Page MenuHomeSoftware Heritage

Check and complete the gitorious.org import
Closed, MigratedEdits Locked

Description

Our import of gitorious.org is not complete, for example

olasd@uffizi:/srv/storage/space/mirrors/gitorious.org$ grep worldview full_mapping.txt 
https://gitorious.org/worldview/worldview-gitorious-wiki.git worldview/worldview-gitorious-wiki.git
https://gitorious.org/worldview/worldview.git worldview/worldview.git

but no trace of gitorious.org/worldview shows up in our search results.

We need to:

  • cross-check what has been ingested
  • complete what is missing

Also, create a process/checklist for future ingestions to avoid these situations.

Event Timeline

rdicosmo created this task.

After dumping all origins starting with https://gitorious.org/ in the archive:

\copy (select url from origin where url >= 'https://gitorious.org/' and url < 'https://gitorious.org0') to origins csv;

And pulling the full mapping from uffizi

We have

$ comm -1 -3 <(sort origins) <(cut -f1 -s -d' ' < full_mapping.txt | sort) | wc -l
4021

4021 missing origins.

We also have a single origin with no full visit:

select url from origin where url >= 'https://gitorious.org/' and url < 'https://gitorious.org0' and not exists (select 1 from origin_visit where origin.id = origin_visit.origin and origin_visit.snapshot is not null);
                                    url                                     
────────────────────────────────────────────────────────────────────────────
 https://gitorious.org/haskell-threads-pool/adepts-haskell-threads-pool.git
(1 ligne)
olasd changed the task status from Open to Work in Progress.May 19 2020, 5:02 PM

The code for loading git repositories from disk hasn't been run in production in a while, so I've decided to run the imports of the missing repos manually.

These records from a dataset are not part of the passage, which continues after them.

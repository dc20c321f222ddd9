//! The unit of work: persist/remove/detach/merge/find and the atomic
//! flush pipeline.
//!
//! A flush runs in a fixed sequence: change-set computation and cascade
//! discovery, classification, topological ordering, then one transaction
//! in which inserts, updates, the second pass for deferred foreign keys,
//! join-table deltas and deletes execute in order. All state the flush
//! would leave behind (snapshots, lifecycle transitions, identity-map
//! entries) is staged in a scratch buffer and applied only after commit,
//! so a rolled-back flush leaves every snapshot and state untouched and a
//! later `flush()` retries the same change set.

use crate::changeset::{ChangeDetector, ChangeSet, Snapshot};
use crate::entity::{CollectionDelta, Entity, EntityRef, ManagedRef};
use crate::error::OrmError;
use crate::events::{EntityListener, EventBus};
use crate::identity::{Identity, IdentityMap, PkValue};
use crate::renderer::SqlRenderer;
use crate::scheduler::order_tables;
use crate::state::{EntityState, ensure_transition};
use indexmap::IndexMap;
use murier_backends::{BackendError, Connection, decode_column};
use murier_metadata::codec::ValueCodec;
use murier_metadata::entity::EntityMetadata;
use murier_metadata::registry::MetadataRegistry;
use murier_metadata::relation::RelationKind;
use murier_metadata::value::{ColumnValue, PropertyValue};
use parking_lot::RwLock;
use std::collections::{BTreeSet, HashMap, HashSet};
use std::sync::Arc;
use tracing::debug;

/// A tracked entity slot: identity, live reference, lifecycle state and
/// original-value snapshot.
pub(crate) struct ManagedEntity {
	pub(crate) href: ManagedRef,
	pub(crate) type_name: String,
	pub(crate) state: EntityState,
	pub(crate) snapshot: Snapshot,
}

/// State the flush pipeline stages and applies only after commit.
#[derive(Default)]
struct FlushScratch {
	snapshot_merges: Vec<(usize, Vec<(String, ColumnValue)>)>,
	transitions: Vec<(usize, EntityState)>,
	identity_inserts: Vec<(Identity, usize)>,
	identity_removals: Vec<Identity>,
	slot_removals: Vec<usize>,
	assigned_pks: Vec<usize>,
	collection_commits: Vec<usize>,
}

/// A foreign-key column written as NULL during insert, resolved by the
/// second UPDATE pass once its target row exists.
struct DeferredFk {
	key: usize,
	column: String,
	property: String,
	target: ManagedRef,
}

struct InsertPlan {
	columns: Vec<String>,
	params: Vec<ColumnValue>,
	merges: Vec<(String, ColumnValue)>,
	deferred: Vec<DeferredFk>,
}
//! The registry of declared entities — the sole source of truth about the
//! declared schema.

use crate::entity::EntityMetadata;
use indexmap::IndexMap;
use murier_core::cache::{CacheConfig, EvictionPolicy, TaggedCache};
use murier_core::exception::MetadataError;
use once_cell::sync::OnceCell;
use std::collections::HashMap;
use std::sync::Arc;
use tracing::debug;

static GLOBAL: OnceCell<Arc<MetadataRegistry>> = OnceCell::new();

/// Collects entity declarations and seals them into a registry.
#[derive(Debug, Default)]
pub struct MetadataRegistryBuilder {
	entities: Vec<EntityMetadata>,
}

impl MetadataRegistryBuilder {
	pub fn new() -> Self {
		Self::default()
	}

	pub fn register(mut self, metadata: EntityMetadata) -> Self {
		self.entities.push(metadata);
		self
	}

	/// Seal the registry, checking cross-entity invariants:
	/// unique table names, foreign keys referencing existing columns,
	/// relation inverses existing on the target and pointing back.
	pub fn build(self) -> Result<MetadataRegistry, MetadataError> {
		let mut by_type: IndexMap<String, Arc<EntityMetadata>> = IndexMap::new();
		let mut by_table: HashMap<String, String> = HashMap::new();

		for metadata in self.entities {
			if let Some(first) = by_table.get(&metadata.table) {
				return Err(MetadataError::DuplicateTable {
					table: metadata.table.clone(),
					first: first.clone(),
					second: metadata.type_name.clone(),
				});
			}
			by_table.insert(metadata.table.clone(), metadata.type_name.clone());
			by_type.insert(metadata.type_name.clone(), Arc::new(metadata));
		}

		for metadata in by_type.values() {
			for fk in &metadata.foreign_keys {
				let target_type = by_table.get(&fk.referenced_table).ok_or_else(|| {
					MetadataError::InvalidEntity {
						type_name: metadata.type_name.clone(),
						reason: format!(
							"foreign key `{}` references undeclared table `{}`",
							fk.constraint_name(&metadata.table),
							fk.referenced_table
						),
					}
				})?;
				let target = &by_type[target_type];
				if target.column_by_name(&fk.referenced_column).is_none() {
					return Err(MetadataError::InvalidEntity {
						type_name: metadata.type_name.clone(),
						reason: format!(
							"foreign key `{}` references unknown column `{}`.`{}`",
							fk.constraint_name(&metadata.table),
							fk.referenced_table,
							fk.referenced_column
						),
					});
				}
			}

			for relation in &metadata.relations {
				let target = by_type.get(&relation.target_entity).ok_or_else(|| {
					MetadataError::InvalidRelation {
						type_name: metadata.type_name.clone(),
						property: relation.property.clone(),
						reason: format!("target entity `{}` is not declared", relation.target_entity),
					}
				})?;
				if let Some(inverse) = &relation.inverse_property {
					let back = target.relation(inverse).ok_or_else(|| {
						MetadataError::InvalidRelation {
							type_name: metadata.type_name.clone(),
							property: relation.property.clone(),
							reason: format!(
								"inverse property `{inverse}` does not exist on `{}`",
								relation.target_entity
							),
						}
					})?;
					if back.target_entity != metadata.type_name {
						return Err(MetadataError::InvalidRelation {
							type_name: metadata.type_name.clone(),
							property: relation.property.clone(),
							reason: format!(
								"inverse property `{inverse}` on `{}` targets `{}`",
								relation.target_entity, back.target_entity
							),
						});
					}
				}
			}
		}

		debug!(entities = by_type.len(), "metadata registry sealed");
		Ok(MetadataRegistry {
			by_type,
			by_table,
			derived: TaggedCache::new(CacheConfig {
				capacity: 0,
				policy: EvictionPolicy::Lru,
			}),
		})
	}
}

/// Immutable, process-wide registry of entity metadata.
pub struct MetadataRegistry {
	by_type: IndexMap<String, Arc<EntityMetadata>>,
	by_table: HashMap<String, String>,
	/// Memoized per-type derived records, tagged by type name.
	derived: TaggedCache<Arc<Vec<String>>>,
}

impl std::fmt::Debug for MetadataRegistry {
	fn fmt(&self, f: &mut std::fmt::Formatter<'_>) -> std::fmt::Result {
		f.debug_struct("MetadataRegistry")
			.field("entities", &self.by_type.len())
			.finish()
	}
}

impl MetadataRegistry {
	pub fn builder() -> MetadataRegistryBuilder {
		MetadataRegistryBuilder::new()
	}

	/// Metadata for a registered entity type.
	pub fn get(&self, type_name: &str) -> Result<Arc<EntityMetadata>, MetadataError> {
		self.by_type
			.get(type_name)
			.cloned()
			.ok_or_else(|| MetadataError::UnknownEntity {
				type_name: type_name.to_string(),
			})
	}

	/// All declared table names, in a deterministic order.
	pub fn tables(&self) -> Vec<String> {
		let mut tables: Vec<String> = self.by_type.values().map(|m| m.table.clone()).collect();
		tables.sort();
		tables
	}

	/// Inverse lookup: the entity type mapped to a table.
	pub fn entity_for_table(&self, table: &str) -> Result<Arc<EntityMetadata>, MetadataError> {
		let type_name = self
			.by_table
			.get(table)
			.ok_or_else(|| MetadataError::UnknownEntity {
				type_name: table.to_string(),
			})?;
		self.get(type_name)
	}

	/// All registered entities, in registration order.
	pub fn entities(&self) -> impl Iterator<Item = &Arc<EntityMetadata>> {
		self.by_type.values()
	}

	pub fn len(&self) -> usize {
		self.by_type.len()
	}

	pub fn is_empty(&self) -> bool {
		self.by_type.is_empty()
	}

	/// Tables the given type references through foreign keys, memoized.
	pub fn referenced_tables(&self, type_name: &str) -> Result<Arc<Vec<String>>, MetadataError> {
		let key = format!("referenced_tables:{type_name}");
		if let Some(hit) = self.derived.get(&key) {
			return Ok(hit);
		}
		let metadata = self.get(type_name)?;
		let tables = Arc::new(metadata.referenced_tables());
		self.derived
			.set_tagged(&key, Arc::clone(&tables), &[type_name]);
		Ok(tables)
	}

	/// Install the process-wide registry. The registry is set once; a
	/// previously installed registry wins and is returned unchanged.
	pub fn install(registry: MetadataRegistry) -> Arc<MetadataRegistry> {
		GLOBAL.get_or_init(|| Arc::new(registry)).clone()
	}

	/// The process-wide registry, when one has been installed.
	pub fn global() -> Option<Arc<MetadataRegistry>> {
		GLOBAL.get().cloned()
	}
}

#[cfg(test)]
mod tests {
	use super::*;
	use crate::builder::EntityMetadataBuilder;
	use crate::column::ColumnMetadata;
	use crate::foreign_key::ForeignKeyMetadata;
	use crate::relation::{RelationKind, RelationMetadata};
	use crate::types::{ColumnKey, ColumnType};

	fn pk() -> ColumnMetadata {
		ColumnMetadata::new("id", "id", ColumnType::Int)
			.unsigned(true)
			.with_key(ColumnKey::Primary)
			.with_extra("auto_increment")
	}

	fn unit() -> EntityMetadata {
		EntityMetadataBuilder::new("Unit")
			.table("units_test")
			.column(pk())
			.column(ColumnMetadata::new("name", "name", ColumnType::VarChar).with_length(255))
			.build()
			.unwrap()
	}

	fn user() -> EntityMetadata {
		EntityMetadataBuilder::new("User")
			.table("users_test")
			.column(pk())
			.column(
				ColumnMetadata::new("username", "username", ColumnType::VarChar).with_length(255),
			)
			.column(
				ColumnMetadata::new("unitId", "unit_id", ColumnType::Int)
					.unsigned(true)
					.nullable(true),
			)
			.foreign_key(ForeignKeyMetadata::new("unit_id", "units_test", "id"))
			.relation(
				RelationMetadata::new("unit", RelationKind::ManyToOne, "Unit")
					.join_column("unit_id"),
			)
			.build()
			.unwrap()
	}

	#[test]
	fn get_and_inverse_lookup() {
		let registry = MetadataRegistry::builder()
			.register(unit())
			.register(user())
			.build()
			.unwrap();
		assert_eq!(registry.get("User").unwrap().table, "users_test");
		assert_eq!(
			registry.entity_for_table("units_test").unwrap().type_name,
			"Unit"
		);
		assert!(matches!(
			registry.get("Ghost"),
			Err(MetadataError::UnknownEntity { .. })
		));
	}

	#[test]
	fn tables_are_sorted() {
		let registry = MetadataRegistry::builder()
			.register(user())
			.register(unit())
			.build()
			.unwrap();
		assert_eq!(registry.tables(), vec!["units_test", "users_test"]);
	}

	#[test]
	fn rejects_duplicate_tables() {
		let clash = EntityMetadataBuilder::new("Account")
			.table("users_test")
			.column(pk())
			.build()
			.unwrap();
		let err = MetadataRegistry::builder()
			.register(user())
			.register(unit())
			.register(clash)
			.build()
			.unwrap_err();
		assert!(matches!(err, MetadataError::DuplicateTable { .. }));
	}

	#[test]
	fn rejects_dangling_foreign_key() {
		let err = MetadataRegistry::builder()
			.register(user())
			.build()
			.unwrap_err();
		assert!(matches!(err, MetadataError::InvalidEntity { .. }));
	}

	#[test]
	fn referenced_tables_is_memoized() {
		let registry = MetadataRegistry::builder()
			.register(unit())
			.register(user())
			.build()
			.unwrap();
		let first = registry.referenced_tables("User").unwrap();
		let second = registry.referenced_tables("User").unwrap();
		assert_eq!(*first, vec!["units_test".to_string()]);
		assert!(Arc::ptr_eq(&first, &second));
	}
}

So far (after 374 repos processed), the single (recurrent) issue has been on empty repositories with a HEAD pointing at a (non-existent) refs/heads/master branch: the loader crashes as "dangling" aliases are currently forbidden in snapshots.

I'll do a further pass on these repos; I expect the simplest solution would be to prune branch aliases that point to non-existent branches (which will make these repos end up with an empty snapshot).

After the first (naive, I guess) pass, 1470 repositories are still missing.

I've landed a few fixes to swh.loader.git and swh.loader.core, deployed them, and re-started importing these missing repositories.

The following repositories failed to import. Their on-disk structure is either completely empty, or only contains refs (no actual git objects stored):

https://gitorious.org/amusewikifarm/amusewikifarm-gitorious-wiki.git
https://gitorious.org/autopkgtest/autopkgtest-gitorious-wiki.git
https://gitorious.org/colibri4k/colibri4k.git
https://gitorious.org/debian-samba/debian-samba-gitorious-wiki.git
https://gitorious.org/dotfiles-glatzor/dotfiles-glatzor-gitorious-wiki.git
https://gitorious.org/e2c2/e2c2-gitorious-wiki.git
https://gitorious.org/edf6flda/edf6flda-gitorious-wiki.git
https://gitorious.org/eso-addon-librarian-data-convertor/eso-addon-librarian-data-convertor-gitorious-wiki.git
https://gitorious.org/jamclouds/jamclouds.git
https://gitorious.org/spd-sample/spd-sample-gitorious-wiki.git
https://gitorious.org/traction-edge/traction-edge-gitorious-wiki.git
https://gitorious.org/unixc/unixc.git

The following repository fails to import due to a MemoryError:

https://gitorious.org/zeq2/zeq2.git

All other repositories have been imported successfully.

olasd claimed this task.

We still need to try to ingest the zeq2 repo, but that can be done in a followup task.